# WHAT TO PRODUCE:
In the entries below, which lines run from the one containing "slot.start_time()" to the one containing "#[derive(Debug, Clone, Default, Serialize, Deserialize)]"? Copy exactly those lines, ends included, and no others.
====================
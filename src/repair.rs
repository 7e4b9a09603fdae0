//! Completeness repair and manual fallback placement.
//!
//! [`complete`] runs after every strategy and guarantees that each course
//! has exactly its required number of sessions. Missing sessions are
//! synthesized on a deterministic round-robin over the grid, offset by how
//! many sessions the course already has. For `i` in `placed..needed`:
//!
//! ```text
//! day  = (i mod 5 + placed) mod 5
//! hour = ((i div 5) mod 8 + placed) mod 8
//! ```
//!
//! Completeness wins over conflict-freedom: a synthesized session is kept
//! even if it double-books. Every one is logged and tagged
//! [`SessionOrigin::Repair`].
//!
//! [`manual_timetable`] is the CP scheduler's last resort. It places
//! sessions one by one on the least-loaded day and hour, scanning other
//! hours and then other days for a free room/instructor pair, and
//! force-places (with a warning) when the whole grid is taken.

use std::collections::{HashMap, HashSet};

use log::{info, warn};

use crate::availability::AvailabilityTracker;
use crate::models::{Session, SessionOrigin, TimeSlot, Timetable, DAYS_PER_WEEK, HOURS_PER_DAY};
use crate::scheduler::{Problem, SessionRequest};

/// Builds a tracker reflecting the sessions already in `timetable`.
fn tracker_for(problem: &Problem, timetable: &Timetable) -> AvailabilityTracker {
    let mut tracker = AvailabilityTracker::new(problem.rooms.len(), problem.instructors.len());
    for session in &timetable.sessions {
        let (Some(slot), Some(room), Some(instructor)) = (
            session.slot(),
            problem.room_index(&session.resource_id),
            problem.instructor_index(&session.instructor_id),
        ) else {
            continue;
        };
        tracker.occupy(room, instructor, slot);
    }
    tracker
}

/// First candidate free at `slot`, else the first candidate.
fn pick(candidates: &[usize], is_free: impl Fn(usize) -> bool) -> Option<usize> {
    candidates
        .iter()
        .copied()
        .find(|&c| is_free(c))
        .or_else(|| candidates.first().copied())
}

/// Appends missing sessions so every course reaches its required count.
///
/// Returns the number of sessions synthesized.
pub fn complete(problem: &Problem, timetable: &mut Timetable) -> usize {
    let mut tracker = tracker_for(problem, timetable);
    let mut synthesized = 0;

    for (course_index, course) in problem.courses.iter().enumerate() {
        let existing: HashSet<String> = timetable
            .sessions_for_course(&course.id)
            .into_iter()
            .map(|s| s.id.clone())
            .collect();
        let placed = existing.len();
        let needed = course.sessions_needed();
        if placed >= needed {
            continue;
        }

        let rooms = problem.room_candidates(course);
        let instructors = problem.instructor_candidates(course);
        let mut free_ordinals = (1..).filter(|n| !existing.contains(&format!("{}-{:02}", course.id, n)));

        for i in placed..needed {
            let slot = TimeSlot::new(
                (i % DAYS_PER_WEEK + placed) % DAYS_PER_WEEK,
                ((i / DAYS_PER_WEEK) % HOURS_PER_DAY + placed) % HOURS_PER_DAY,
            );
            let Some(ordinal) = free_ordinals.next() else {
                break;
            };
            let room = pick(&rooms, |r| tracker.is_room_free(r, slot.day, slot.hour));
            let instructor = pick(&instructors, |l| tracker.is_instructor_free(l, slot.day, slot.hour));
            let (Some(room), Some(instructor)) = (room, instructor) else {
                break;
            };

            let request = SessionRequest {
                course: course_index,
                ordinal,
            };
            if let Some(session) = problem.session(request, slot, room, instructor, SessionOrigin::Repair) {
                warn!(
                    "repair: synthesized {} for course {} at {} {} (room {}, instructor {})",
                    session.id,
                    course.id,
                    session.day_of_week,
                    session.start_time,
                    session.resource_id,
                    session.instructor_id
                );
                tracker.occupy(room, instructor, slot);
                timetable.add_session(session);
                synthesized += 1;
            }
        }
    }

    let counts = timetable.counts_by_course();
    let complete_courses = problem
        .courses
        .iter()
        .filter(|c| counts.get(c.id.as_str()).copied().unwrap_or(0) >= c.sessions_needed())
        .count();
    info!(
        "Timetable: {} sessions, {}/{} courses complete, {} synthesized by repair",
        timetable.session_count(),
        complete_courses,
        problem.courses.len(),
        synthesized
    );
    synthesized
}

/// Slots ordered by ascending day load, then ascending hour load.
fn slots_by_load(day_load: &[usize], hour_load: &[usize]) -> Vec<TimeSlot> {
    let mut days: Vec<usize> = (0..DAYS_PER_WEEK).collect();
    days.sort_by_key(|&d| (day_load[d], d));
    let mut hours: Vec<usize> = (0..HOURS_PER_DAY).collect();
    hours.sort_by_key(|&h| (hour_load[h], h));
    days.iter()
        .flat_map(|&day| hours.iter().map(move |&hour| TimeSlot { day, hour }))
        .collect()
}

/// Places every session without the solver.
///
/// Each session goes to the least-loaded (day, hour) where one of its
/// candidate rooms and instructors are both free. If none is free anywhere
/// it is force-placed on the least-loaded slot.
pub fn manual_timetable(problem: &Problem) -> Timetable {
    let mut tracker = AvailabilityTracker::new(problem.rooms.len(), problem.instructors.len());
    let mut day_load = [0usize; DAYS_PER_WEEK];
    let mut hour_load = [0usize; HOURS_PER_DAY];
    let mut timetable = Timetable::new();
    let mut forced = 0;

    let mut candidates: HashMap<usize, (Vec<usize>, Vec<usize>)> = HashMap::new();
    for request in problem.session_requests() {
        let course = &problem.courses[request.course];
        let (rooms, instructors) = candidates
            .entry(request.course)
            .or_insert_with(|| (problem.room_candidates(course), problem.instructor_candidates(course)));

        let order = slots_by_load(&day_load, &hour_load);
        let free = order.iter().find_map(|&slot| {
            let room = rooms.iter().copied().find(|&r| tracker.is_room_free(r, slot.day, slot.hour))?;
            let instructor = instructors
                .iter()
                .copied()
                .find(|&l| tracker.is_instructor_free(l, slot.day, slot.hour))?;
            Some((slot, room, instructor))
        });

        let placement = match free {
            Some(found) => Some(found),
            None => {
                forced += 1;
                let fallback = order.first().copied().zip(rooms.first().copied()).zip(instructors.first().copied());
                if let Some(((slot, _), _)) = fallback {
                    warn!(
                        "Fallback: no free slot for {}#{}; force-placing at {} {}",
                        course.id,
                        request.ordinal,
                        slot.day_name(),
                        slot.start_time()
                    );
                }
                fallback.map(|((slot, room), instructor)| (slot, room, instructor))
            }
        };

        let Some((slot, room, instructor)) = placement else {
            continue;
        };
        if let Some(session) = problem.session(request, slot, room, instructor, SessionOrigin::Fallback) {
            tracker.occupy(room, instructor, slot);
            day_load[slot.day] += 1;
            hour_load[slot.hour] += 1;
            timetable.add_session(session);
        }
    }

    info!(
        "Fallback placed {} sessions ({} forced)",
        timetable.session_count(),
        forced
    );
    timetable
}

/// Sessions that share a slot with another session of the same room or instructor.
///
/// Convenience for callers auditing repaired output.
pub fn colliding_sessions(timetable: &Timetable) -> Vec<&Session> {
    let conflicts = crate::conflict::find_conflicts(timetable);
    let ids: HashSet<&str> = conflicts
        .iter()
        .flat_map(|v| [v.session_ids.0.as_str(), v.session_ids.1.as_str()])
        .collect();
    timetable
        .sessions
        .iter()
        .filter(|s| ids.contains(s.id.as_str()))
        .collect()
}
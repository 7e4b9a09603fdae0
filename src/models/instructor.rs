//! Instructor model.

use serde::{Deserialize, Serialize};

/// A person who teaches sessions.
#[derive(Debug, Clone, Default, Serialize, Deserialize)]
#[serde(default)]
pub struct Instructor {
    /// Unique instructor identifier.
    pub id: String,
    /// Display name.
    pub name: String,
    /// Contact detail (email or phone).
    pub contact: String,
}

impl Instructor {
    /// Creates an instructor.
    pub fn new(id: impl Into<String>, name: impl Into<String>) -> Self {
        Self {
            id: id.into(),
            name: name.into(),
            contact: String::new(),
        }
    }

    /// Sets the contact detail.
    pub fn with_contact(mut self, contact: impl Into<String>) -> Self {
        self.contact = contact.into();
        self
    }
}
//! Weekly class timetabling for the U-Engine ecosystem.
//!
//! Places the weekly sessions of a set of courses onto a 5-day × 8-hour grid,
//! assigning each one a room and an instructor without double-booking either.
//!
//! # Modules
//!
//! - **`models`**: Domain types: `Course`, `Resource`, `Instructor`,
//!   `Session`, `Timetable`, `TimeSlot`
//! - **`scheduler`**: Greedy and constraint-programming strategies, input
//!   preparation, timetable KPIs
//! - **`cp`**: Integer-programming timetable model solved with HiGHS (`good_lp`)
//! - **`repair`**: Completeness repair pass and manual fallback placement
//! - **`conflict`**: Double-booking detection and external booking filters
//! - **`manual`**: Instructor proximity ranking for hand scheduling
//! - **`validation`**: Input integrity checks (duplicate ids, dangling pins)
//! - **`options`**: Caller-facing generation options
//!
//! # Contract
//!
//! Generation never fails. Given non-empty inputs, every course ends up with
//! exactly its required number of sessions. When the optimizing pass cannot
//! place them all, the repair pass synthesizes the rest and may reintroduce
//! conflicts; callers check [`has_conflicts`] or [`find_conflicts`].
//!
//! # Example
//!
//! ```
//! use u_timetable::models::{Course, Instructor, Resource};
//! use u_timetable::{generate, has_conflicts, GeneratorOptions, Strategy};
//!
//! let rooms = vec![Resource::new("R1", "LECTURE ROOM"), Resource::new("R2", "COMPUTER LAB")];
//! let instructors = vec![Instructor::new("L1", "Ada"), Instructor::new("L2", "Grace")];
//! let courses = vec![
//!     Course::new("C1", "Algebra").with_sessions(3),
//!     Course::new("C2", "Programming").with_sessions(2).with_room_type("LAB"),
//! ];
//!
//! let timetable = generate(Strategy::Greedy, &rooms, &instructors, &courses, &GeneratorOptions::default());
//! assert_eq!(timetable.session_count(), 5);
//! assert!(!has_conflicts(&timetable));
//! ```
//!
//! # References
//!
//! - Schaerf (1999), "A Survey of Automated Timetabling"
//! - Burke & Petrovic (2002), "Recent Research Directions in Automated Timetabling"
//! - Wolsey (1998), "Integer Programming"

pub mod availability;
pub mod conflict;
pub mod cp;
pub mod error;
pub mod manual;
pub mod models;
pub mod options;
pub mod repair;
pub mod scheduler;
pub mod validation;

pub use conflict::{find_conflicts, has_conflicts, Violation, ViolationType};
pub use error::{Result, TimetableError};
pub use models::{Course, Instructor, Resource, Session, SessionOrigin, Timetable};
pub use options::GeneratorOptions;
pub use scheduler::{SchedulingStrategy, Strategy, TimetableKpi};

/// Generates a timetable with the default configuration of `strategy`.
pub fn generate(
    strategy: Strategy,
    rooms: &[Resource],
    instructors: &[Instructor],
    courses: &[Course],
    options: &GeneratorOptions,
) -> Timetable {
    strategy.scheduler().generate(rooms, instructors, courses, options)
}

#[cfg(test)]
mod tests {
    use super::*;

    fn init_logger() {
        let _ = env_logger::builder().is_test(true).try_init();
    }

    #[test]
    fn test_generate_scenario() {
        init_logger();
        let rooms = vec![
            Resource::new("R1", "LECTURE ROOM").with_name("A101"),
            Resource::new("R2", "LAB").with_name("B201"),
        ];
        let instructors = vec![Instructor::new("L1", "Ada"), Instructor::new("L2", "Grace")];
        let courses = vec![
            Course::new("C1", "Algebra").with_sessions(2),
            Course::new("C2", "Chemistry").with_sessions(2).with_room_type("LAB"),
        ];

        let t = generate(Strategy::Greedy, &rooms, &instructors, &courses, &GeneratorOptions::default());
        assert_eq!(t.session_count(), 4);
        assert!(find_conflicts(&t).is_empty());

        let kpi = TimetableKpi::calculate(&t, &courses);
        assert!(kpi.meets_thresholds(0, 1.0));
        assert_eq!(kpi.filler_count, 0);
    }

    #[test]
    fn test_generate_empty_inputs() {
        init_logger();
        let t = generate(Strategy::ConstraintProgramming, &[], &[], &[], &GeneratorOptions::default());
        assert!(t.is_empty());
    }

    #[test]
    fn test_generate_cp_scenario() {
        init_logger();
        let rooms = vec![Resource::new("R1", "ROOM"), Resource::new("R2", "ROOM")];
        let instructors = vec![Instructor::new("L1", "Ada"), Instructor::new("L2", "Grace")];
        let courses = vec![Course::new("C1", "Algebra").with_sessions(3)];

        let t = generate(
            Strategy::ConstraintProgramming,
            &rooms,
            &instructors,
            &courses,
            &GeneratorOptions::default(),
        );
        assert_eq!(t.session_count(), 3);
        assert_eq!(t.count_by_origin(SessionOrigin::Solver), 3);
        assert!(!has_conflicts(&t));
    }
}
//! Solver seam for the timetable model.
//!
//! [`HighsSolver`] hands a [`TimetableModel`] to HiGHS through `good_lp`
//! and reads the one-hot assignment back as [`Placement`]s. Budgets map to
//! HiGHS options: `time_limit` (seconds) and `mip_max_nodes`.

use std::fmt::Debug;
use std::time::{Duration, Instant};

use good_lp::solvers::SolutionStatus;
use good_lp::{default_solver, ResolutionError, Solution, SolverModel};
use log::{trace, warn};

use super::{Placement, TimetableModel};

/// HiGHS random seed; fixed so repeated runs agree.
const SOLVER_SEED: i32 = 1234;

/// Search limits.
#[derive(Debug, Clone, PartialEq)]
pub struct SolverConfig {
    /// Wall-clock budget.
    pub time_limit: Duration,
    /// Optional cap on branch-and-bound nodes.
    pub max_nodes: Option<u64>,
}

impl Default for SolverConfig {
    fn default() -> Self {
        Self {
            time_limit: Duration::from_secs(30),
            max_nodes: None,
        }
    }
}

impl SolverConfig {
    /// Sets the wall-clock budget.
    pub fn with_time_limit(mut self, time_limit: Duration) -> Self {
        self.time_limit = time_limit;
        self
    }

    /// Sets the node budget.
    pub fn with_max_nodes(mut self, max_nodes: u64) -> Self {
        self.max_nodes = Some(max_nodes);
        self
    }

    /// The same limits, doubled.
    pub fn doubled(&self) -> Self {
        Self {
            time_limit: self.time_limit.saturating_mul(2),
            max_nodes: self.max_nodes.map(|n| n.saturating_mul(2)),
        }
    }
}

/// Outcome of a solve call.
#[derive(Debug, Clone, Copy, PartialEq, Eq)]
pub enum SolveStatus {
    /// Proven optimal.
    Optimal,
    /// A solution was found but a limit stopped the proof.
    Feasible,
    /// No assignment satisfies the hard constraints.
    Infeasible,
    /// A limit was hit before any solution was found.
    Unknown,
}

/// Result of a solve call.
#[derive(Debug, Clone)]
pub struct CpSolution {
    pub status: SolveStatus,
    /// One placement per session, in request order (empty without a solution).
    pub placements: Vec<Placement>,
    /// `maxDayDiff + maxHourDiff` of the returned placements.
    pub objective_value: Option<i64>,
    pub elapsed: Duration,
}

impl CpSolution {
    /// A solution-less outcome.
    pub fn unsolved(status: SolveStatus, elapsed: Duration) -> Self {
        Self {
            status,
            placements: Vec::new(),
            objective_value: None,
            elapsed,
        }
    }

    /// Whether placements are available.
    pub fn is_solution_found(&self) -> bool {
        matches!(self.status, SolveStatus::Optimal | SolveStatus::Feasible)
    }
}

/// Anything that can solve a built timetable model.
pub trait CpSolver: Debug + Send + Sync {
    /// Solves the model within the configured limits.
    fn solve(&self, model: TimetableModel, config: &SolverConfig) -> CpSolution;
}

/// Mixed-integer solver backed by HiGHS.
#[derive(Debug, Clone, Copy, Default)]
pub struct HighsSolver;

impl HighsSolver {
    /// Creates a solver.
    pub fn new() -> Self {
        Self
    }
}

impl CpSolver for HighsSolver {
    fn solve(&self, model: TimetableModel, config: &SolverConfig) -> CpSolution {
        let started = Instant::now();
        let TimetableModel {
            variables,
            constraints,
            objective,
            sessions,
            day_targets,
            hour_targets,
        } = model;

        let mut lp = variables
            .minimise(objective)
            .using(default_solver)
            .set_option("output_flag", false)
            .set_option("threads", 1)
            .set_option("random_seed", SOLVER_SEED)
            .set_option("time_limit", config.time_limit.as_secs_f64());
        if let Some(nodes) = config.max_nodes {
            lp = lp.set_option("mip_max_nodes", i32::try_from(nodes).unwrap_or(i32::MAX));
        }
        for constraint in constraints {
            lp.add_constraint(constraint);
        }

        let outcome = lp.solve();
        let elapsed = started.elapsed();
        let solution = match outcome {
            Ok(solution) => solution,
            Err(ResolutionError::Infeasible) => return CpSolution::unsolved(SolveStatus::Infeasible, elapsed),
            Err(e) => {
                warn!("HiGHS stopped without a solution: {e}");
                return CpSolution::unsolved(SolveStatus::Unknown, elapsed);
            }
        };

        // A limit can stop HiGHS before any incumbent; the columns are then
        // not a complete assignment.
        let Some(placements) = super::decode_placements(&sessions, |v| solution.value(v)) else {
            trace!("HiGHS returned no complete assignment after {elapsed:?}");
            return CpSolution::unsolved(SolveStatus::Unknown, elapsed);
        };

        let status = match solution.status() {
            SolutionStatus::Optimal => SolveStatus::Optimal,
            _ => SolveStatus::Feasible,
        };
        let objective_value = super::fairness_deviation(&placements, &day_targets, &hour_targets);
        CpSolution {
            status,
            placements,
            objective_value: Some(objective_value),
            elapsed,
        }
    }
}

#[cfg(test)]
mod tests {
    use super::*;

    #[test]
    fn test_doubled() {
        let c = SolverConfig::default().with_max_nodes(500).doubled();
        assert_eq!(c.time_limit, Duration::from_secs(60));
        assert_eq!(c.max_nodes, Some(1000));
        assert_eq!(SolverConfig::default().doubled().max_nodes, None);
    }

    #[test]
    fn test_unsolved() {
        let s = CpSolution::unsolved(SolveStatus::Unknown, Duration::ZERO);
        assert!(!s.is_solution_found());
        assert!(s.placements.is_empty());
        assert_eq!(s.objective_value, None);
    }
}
====================
# RESULT OF THIS TASK:
                        slot.start_time()
                    );
                }
                fallback.map(|((slot, room), instructor)| (slot, room, instructor))
            }
        };

        let Some((slot, room, instructor)) = placement else {
            continue;
        };
        if let Some(session) = problem.session(request, slot, room, instructor, SessionOrigin::Fallback) {
            tracker.occupy(room, instructor, slot);
            day_load[slot.day] += 1;
            hour_load[slot.hour] += 1;
            timetable.add_session(session);
        }
    }

    info!(
        "Fallback placed {} sessions ({} forced)",
        timetable.session_count(),
        forced
    );
    timetable
}

/// Sessions that share a slot with another session of the same room or instructor.
///
/// Convenience for callers auditing repaired output.
pub fn colliding_sessions(timetable: &Timetable) -> Vec<&Session> {
    let conflicts = crate::conflict::find_conflicts(timetable);
    let ids: HashSet<&str> = conflicts
        .iter()
        .flat_map(|v| [v.session_ids.0.as_str(), v.session_ids.1.as_str()])
        .collect();
    timetable
        .sessions
        .iter()
        .filter(|s| ids.contains(s.id.as_str()))
        .collect()
}
repository 7e4b9a09603fdae0
filename src/models/instructor.rs
//! Instructor model.

use serde::{Deserialize, Serialize};

/// A person who teaches sessions.
#[derive(Debug, Clone, Default, Serialize, Deserialize)]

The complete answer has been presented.